[[ Dataset records, beginning ]]

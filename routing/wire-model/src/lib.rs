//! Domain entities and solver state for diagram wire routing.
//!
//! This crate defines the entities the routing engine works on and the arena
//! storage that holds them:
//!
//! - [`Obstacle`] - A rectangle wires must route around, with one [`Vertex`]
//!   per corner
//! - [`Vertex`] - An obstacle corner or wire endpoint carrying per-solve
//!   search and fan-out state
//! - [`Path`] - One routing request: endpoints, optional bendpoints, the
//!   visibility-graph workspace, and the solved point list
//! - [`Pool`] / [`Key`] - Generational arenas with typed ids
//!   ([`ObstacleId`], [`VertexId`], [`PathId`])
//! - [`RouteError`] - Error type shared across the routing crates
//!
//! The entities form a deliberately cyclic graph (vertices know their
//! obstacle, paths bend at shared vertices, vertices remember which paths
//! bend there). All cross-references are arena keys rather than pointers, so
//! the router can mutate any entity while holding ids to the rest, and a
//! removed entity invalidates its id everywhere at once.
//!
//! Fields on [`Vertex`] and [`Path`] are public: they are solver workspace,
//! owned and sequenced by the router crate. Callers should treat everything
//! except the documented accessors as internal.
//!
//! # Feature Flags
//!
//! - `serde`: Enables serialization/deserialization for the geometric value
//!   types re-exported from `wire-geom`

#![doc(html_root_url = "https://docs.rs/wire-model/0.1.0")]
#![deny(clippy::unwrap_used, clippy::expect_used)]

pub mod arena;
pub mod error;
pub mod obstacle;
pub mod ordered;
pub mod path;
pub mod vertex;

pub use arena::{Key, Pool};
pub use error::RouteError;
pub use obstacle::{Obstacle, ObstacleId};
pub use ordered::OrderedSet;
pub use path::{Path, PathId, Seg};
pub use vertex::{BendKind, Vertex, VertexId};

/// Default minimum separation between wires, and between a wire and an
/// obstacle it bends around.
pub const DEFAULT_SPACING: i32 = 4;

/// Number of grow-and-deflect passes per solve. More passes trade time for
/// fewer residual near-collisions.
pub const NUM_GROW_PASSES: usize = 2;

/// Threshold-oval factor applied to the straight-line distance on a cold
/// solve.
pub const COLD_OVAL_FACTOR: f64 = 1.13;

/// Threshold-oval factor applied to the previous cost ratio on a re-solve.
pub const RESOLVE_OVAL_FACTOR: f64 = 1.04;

[[ Dataset records, end ]]

*Exercise aim:* In the entries above, find every line with the word "router" and list it.

*Exercise solution:*
//! the router can mutate any entity while holding ids to the rest, and a
//! owned and sequenced by the router crate. Callers should treat everything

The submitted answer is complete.